ISO and the Property Casualty Insurers Association of America (PCI) said insurers had a bad year in 2016. Net underwriting losses hit $4.7 billion. Unusually higher catastrophe losses are one reason why.
Direct insured property losses were $21.6 billion in 2016 compared to $15.2 billion in 2015. That figure is also a couple of billion above the $19.2 billion average direct catastrophe losses in the last decade.
The new report highlights why the $4.7 billion is so dramatic and compared the $4.7 billion to a gain of $8.9 billion in 2015.

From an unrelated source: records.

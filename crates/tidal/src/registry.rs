//! Endpoint registry: URI path -> application endpoint.
//!
//! A path maps to at most one endpoint at any time; registering a second
//! endpoint under a bound path fails and leaves the original binding
//! untouched. Shared between the accept loop and application threads, so
//! the map lives behind a mutex.

use std::collections::HashMap;
use std::sync::Arc;

use parking_lot::Mutex;

use crate::endpoint::Endpoint;
use crate::error::RegistryError;

/// Syntax rule for endpoint paths: non-empty, absolute, free of whitespace,
/// control characters and fragments, with no empty or dot segments.
pub fn validate_path(path: &str) -> Result<(), RegistryError> {
    let invalid = |reason| {
        Err(RegistryError::InvalidPath {
            path: path.to_string(),
            reason,
        })
    };

    if path.is_empty() {
        return invalid("path is empty");
    }
    if !path.starts_with('/') {
        return invalid("path must begin with '/'");
    }
    if path
        .chars()
        .any(|c| c.is_ascii_whitespace() || c.is_ascii_control())
    {
        return invalid("path must not contain whitespace or control characters");
    }
    if path.contains(['#', '?']) {
        return invalid("path must not contain a query or fragment");
    }
    if path != "/" {
        for segment in path[1..].split('/') {
            match segment {
                "" => return invalid("path must not contain empty segments"),
                "." | ".." => return invalid("path must not contain dot segments"),
                _ => {}
            }
        }
    }
    Ok(())
}

/// Path-keyed endpoint map.
#[derive(Default)]
pub struct EndpointRegistry {
    endpoints: Mutex<HashMap<String, Arc<dyn Endpoint>>>,
}

impl EndpointRegistry {
    pub fn new() -> Self {
        Self::default()
    }

    /// Bind `endpoint` to `path`. Fails on invalid path syntax or if the
    /// path is already bound; the existing binding is never replaced.
    pub fn register(&self, path: &str, endpoint: Arc<dyn Endpoint>) -> Result<(), RegistryError> {
        validate_path(path)?;
        let mut endpoints = self.endpoints.lock();
        if endpoints.contains_key(path) {
            return Err(RegistryError::DuplicateEndpoint(path.to_string()));
        }
        endpoints.insert(path.to_string(), endpoint);
        Ok(())
    }

    /// Remove the binding for `path`, returning it if one existed.
    pub fn unregister(&self, path: &str) -> Option<Arc<dyn Endpoint>> {
        self.endpoints.lock().remove(path)
    }

    /// Look up the endpoint bound to `path` (exact match, no query string).
    pub fn lookup(&self, path: &str) -> Option<Arc<dyn Endpoint>> {
        self.endpoints.lock().get(path).cloned()
    }

    pub fn len(&self) -> usize {
        self.endpoints.lock().len()
    }

    pub fn is_empty(&self) -> bool {
        self.endpoints.lock().is_empty()
    }
}
/// Wraps the session reader for the duration of one frame.
///
/// Poll wakeups (`WouldBlock`/`TimedOut`) are surfaced only while no byte of
/// the current frame has been consumed. Once a frame has begun they are
/// absorbed and the read retried, so a peer may stall mid-frame for any
/// length of time without the frame being torn and its remaining bytes
/// parsed as a new header. While the session is closing, retries stop at
/// the close deadline.
struct FrameReader<'a, R: Read> {
    inner: &'a mut R,
    session: &'a Session,
    started: bool,
}

impl<R: Read> Read for FrameReader<'_, R> {
    fn read(&mut self, buf: &mut [u8]) -> std::io::Result<usize> {
        loop {
            match self.inner.read(buf) {
                Ok(n) => {
                    if n > 0 {
                        self.started = true;
                    }
                    return Ok(n);
                }
                Err(e) if matches!(e.kind(), ErrorKind::WouldBlock | ErrorKind::TimedOut) => {
                    if !self.started || self.session.past_close_deadline() {
                        return Err(e);
                    }
                }
                Err(e) => return Err(e),
            }
        }
    }
}

impl Session {
    /// Create a session over an upgraded connection. The write half and the
    /// control handle come from the container's socket factory; the read
    /// half is handed to [`Session::run`] separately so the receive loop
    /// owns it exclusively.
    pub fn new(
        endpoint: Arc<dyn Endpoint>,
        writer: Box<dyn Write + Send>,
        control: Box<dyn StreamControl>,
        config: &ServerConfig,
    ) -> Self {
        Self {
            id: NEXT_SESSION_ID.fetch_add(1, Ordering::SeqCst),
            endpoint,
            writer: Mutex::new(writer),
            control,
            state: AtomicU8::new(STATE_OPEN),
            max_frame_size: config.max_frame_size,
            max_buffer_size: AtomicUsize::new(config.max_buffer_size),
            close_timeout: config.close_timeout,
            initiated_reason: Mutex::new(None),
            close_deadline: Mutex::new(None),
        }
    }

    pub fn id(&self) -> u64 {
        self.id
    }

    pub fn endpoint(&self) -> &Arc<dyn Endpoint> {
        &self.endpoint
    }

    pub fn is_closed(&self) -> bool {
        self.state() == STATE_CLOSED
    }

    pub fn is_closing(&self) -> bool {
        self.state() == STATE_CLOSING
    }

    /// Current bound on in-memory reassembly of fragmented messages.
    pub fn max_buffer_size(&self) -> usize {
        self.max_buffer_size.load(Ordering::SeqCst)
    }

    pub fn set_max_buffer_size(&self, limit: usize) {
        self.max_buffer_size.store(limit, Ordering::SeqCst);
    }

    /// Send a complete message as a single unmasked frame.
    pub fn send(&self, message: Message) -> Result<()> {
        if self.state() != STATE_OPEN {
            return Err(Error::SessionClosed);
        }
        let opcode = message.opcode();
        let payload = message.into_payload();
        self.write(opcode, &payload)?;
        Ok(())
    }

    /// Send a ping. The peer's pong is surfaced via
    /// [`Endpoint::on_pong`](crate::endpoint::Endpoint::on_pong).
    pub fn send_ping(&self, payload: &[u8]) -> Result<()> {
        if payload.len() > 125 {
            return Err(ProtocolError::OversizedControl(payload.len()).into());
        }
        if self.state() != STATE_OPEN {
            return Err(Error::SessionClosed);
        }
        self.write(Opcode::Ping, payload)?;
        Ok(())
    }

    /// Begin the close handshake: send one close frame and mark the session
    /// closing. Safe to call from any thread; calls after the first are
    /// no-ops. The receive loop completes the handshake when the peer's
    /// echo arrives (or forces teardown after the close timeout).
    pub fn close(&self, reason: CloseReason) -> Result<()> {
        if self
            .state
            .compare_exchange(
                STATE_OPEN,
                STATE_CLOSING,
                Ordering::SeqCst,
                Ordering::SeqCst,
            )
            .is_err()
        {
            return Ok(());
        }
        *self.initiated_reason.lock() = Some(reason.clone());
        *self.close_deadline.lock() = Some(Instant::now() + self.close_timeout);
        debug!(session = self.id, code = reason.code, "closing session");
        let mut writer = self.writer.lock();
        send_close(&mut **writer, reason.code, &reason.reason)?;
        Ok(())
    }

    /// Drive the receive loop to completion. Blocks until the session is
    /// torn down; callbacks fire on the calling thread.
    pub fn run<R: Read>(self: &Arc<Self>, mut reader: R) {
        let outcome = self.receive_loop(&mut reader);
        self.finish(outcome);
    }

    fn state(&self) -> u8 {
        self.state.load(Ordering::SeqCst)
    }

    fn write(&self, opcode: Opcode, payload: &[u8]) -> std::io::Result<()> {
        let mut writer = self.writer.lock();
        write_frame(&mut **writer, opcode, payload, true)
    }

    fn past_close_deadline(&self) -> bool {
        self.close_deadline
            .lock()
            .map_or(false, |deadline| Instant::now() >= deadline)
    }

    fn initiated_reason(&self) -> CloseReason {
        self.initiated_reason
            .lock()
            .clone()
            .unwrap_or_else(CloseReason::normal)
    }

    fn receive_loop<R: Read>(self: &Arc<Self>, reader: &mut R) -> Outcome {
        let mut reassembly: Vec<u8> = Vec::new();
        let mut pending: Option<Opcode> = None;

        loop {
            match self.state() {
                STATE_CLOSED => return Outcome::LocalClose(self.initiated_reason()),
                STATE_CLOSING if self.past_close_deadline() => return Outcome::CloseTimeout,
                _ => {}
            }

            let mut frame_reader = FrameReader {
                inner: &mut *reader,
                session: self.as_ref(),
                started: false,
            };
            let result = read_frame(&mut frame_reader, self.max_frame_size);
            let mid_frame = frame_reader.started;

            let frame = match result {
                Ok(frame) => frame,
                Err(Error::Io(e))
                    if matches!(e.kind(), ErrorKind::WouldBlock | ErrorKind::TimedOut) =>
                {
                    if !mid_frame {
                        // Idle poll wakeup at a frame boundary: re-check
                        // state, then keep reading.
                        continue;
                    }
                    // FrameReader only lets a wakeup escape mid-frame once
                    // the close deadline has passed.
                    return Outcome::CloseTimeout;
                }
                Err(Error::Io(e)) => {
                    if self.state() == STATE_CLOSING {
                        // Peer dropped the connection instead of echoing our
                        // close frame; the close still completed.
                        return Outcome::LocalClose(self.initiated_reason());
                    }
                    return Outcome::Abnormal(CloseReason::abnormal(e.to_string()));
                }
                Err(Error::Protocol(violation)) => return Outcome::Protocol(violation),
                Err(other) => return Outcome::Abnormal(CloseReason::abnormal(other.to_string())),
            };

            trace!(session = self.id, opcode = ?frame.opcode, len = frame.payload.len(), "frame received");

            // Client-to-server frames must carry the mask (RFC 6455
            // Section 5.1).
            if !frame.masked {
                return Outcome::Protocol(ProtocolError::UnmaskedFrame);
            }

            match frame.opcode {
                Opcode::Ping => {
                    // Answered in place with the identical payload; the
                    // endpoint is not involved.
                    if self.state() == STATE_CLOSING {
                        continue;
                    }
                    if let Err(e) = self.write(Opcode::Pong, &frame.payload) {
                        return Outcome::Abnormal(CloseReason::abnormal(e.to_string()));
                    }
                }
                Opcode::Pong => {
                    self.endpoint.on_pong(self, &frame.payload);
                }
                Opcode::Close => {
                    if self.state() == STATE_CLOSING {
                        // The echo we were waiting for.
                        return Outcome::LocalClose(self.initiated_reason());
                    }
                    let peer = decode_close_payload(&frame.payload);
                    // Echo the peer's status code back (empty echo when the
                    // peer sent none), completing the handshake it started.
                    let echo = if peer.code == CloseCode::NO_STATUS {
                        Vec::new()
                    } else {
                        encode_close_payload(peer.code, "")
                    };
                    let _ = self.write(Opcode::Close, &echo);
                    return Outcome::PeerClose(peer);
                }
                Opcode::Text | Opcode::Binary => {
                    if self.state() == STATE_CLOSING {
                        continue;
                    }
                    if pending.is_some() {
                        return Outcome::Protocol(ProtocolError::MessageInterleaved);
                    }
                    let limit = self.max_buffer_size();
                    if frame.payload.len() > limit {
                        return Outcome::Protocol(ProtocolError::MessageTooLarge { max: limit });
                    }
                    if frame.fin {
                        if let Err(violation) = self.deliver(frame.opcode, frame.payload) {
                            return Outcome::Protocol(violation);
                        }
                    } else {
                        pending = Some(frame.opcode);
                        reassembly = frame.payload;
                    }
                }
                Opcode::Continuation => {
                    if self.state() == STATE_CLOSING {
                        continue;
                    }
                    let Some(opcode) = pending else {
                        return Outcome::Protocol(ProtocolError::UnexpectedContinuation);
                    };
                    let limit = self.max_buffer_size();
                    if reassembly.len() + frame.payload.len() > limit {
                        return Outcome::Protocol(ProtocolError::MessageTooLarge { max: limit });
                    }
                    reassembly.extend_from_slice(&frame.payload);
                    if frame.fin {
                        pending = None;
                        let payload = std::mem::take(&mut reassembly);
                        if let Err(violation) = self.deliver(opcode, payload) {
                            return Outcome::Protocol(violation);
                        }
                    }
                }
            }
        }
    }

    /// Hand a complete message to the endpoint. Text payloads must be valid
    /// UTF-8 (RFC 6455 Section 5.6).
    fn deliver(
        self: &Arc<Self>,
        opcode: Opcode,
        payload: Vec<u8>,
    ) -> std::result::Result<(), ProtocolError> {
        let message = match opcode {
            Opcode::Text => match String::from_utf8(payload) {
                Ok(text) => Message::Text(text),
                Err(_) => return Err(ProtocolError::InvalidUtf8),
            },
            _ => Message::Binary(payload),
        };
        self.endpoint.on_message(self, message);
        Ok(())
    }

    /// Turn the loop outcome into teardown plus exactly one report to the
    /// endpoint: `on_error` for protocol violations, `on_close` otherwise.
    fn finish(self: &Arc<Self>, outcome: Outcome) {
        match outcome {
            Outcome::Protocol(violation) => {
                let code = violation.close_code();
                {
                    let mut writer = self.writer.lock();
                    let _ = send_close(&mut **writer, code, &violation.to_string());
                }
                self.teardown();
                warn!(session = self.id, code, error = %violation, "protocol violation; session terminated");
                self.endpoint.on_error(self, &Error::Protocol(violation));
            }
            Outcome::PeerClose(reason) => {
                self.teardown();
                debug!(session = self.id, code = reason.code, "peer closed session");
                self.endpoint.on_close(self, &reason);
            }
            Outcome::LocalClose(reason) => {
                self.teardown();
                debug!(session = self.id, code = reason.code, "close handshake completed");
                self.endpoint.on_close(self, &reason);
            }
            Outcome::Abnormal(reason) => {
                self.teardown();
                debug!(session = self.id, detail = %reason.reason, "abnormal closure");
                self.endpoint.on_close(self, &reason);
            }
            Outcome::CloseTimeout => {
                self.teardown();
                warn!(session = self.id, "peer never answered close frame; forcing teardown");
                self.endpoint
                    .on_close(self, &CloseReason::abnormal("close handshake timed out"));
            }
        }
    }

    fn teardown(&self) {
        self.state.store(STATE_CLOSED, Ordering::SeqCst);
        self.control.shutdown();
    }

    /// Last-resort teardown after an endpoint callback panicked: best-effort
    /// close frame with 1011, then shut the socket.
    pub(crate) fn fail_internal(self: &Arc<Self>) {
        if self.state.swap(STATE_CLOSED, Ordering::SeqCst) == STATE_CLOSED {
            return;
        }
        {
            let mut writer = self.writer.lock();
            let _ = send_close(&mut **writer, CloseCode::INTERNAL_ERROR, "internal error");
        }
        self.control.shutdown();
        self.endpoint.on_close(
            self,
            &CloseReason::new(CloseCode::INTERNAL_ERROR, "internal error"),
        );
    }
}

Private U.S. property/casualty insurers lost big in 2016, reporting a $4.7 billion net underwriting loss driven, in part, by significantly higher catastrophe-related property losses, according to ISO and the Property Casualty Insurers Association of America.
The results stand in sharp contrast to the $8.9 billion net underwriting gain insurers reported for 2015. That was also a 25% cut in after-tax net income. That figure is $42.6 billion down from $56.8 billion.
The combined ratio fell to 100.7 in 2016 from the 97.8 figure of 2015.
ISO President Beth Fitzgerald put it in perspective. “Catastrophe losses continued to hurt insurer performance in 2016. There were 43 catastrophe events in 2016, the highest number of such events since 1980,” she said.
Other conclusions from the report:
• Net investment income for 2016 is $46.3 billion and compares to $47.2 billion in 2015.
• Commercial lines direct premiums in 2016 rose 3.1% to $258.6 billion.
• The growth is from small commercial and middle market risks including specialty trade contractors, building construction, real estate and auto dealers.
• Industry surplus in 2016 is $700.9 billion industry surplus compared to $674.2 billion at the end of 2015.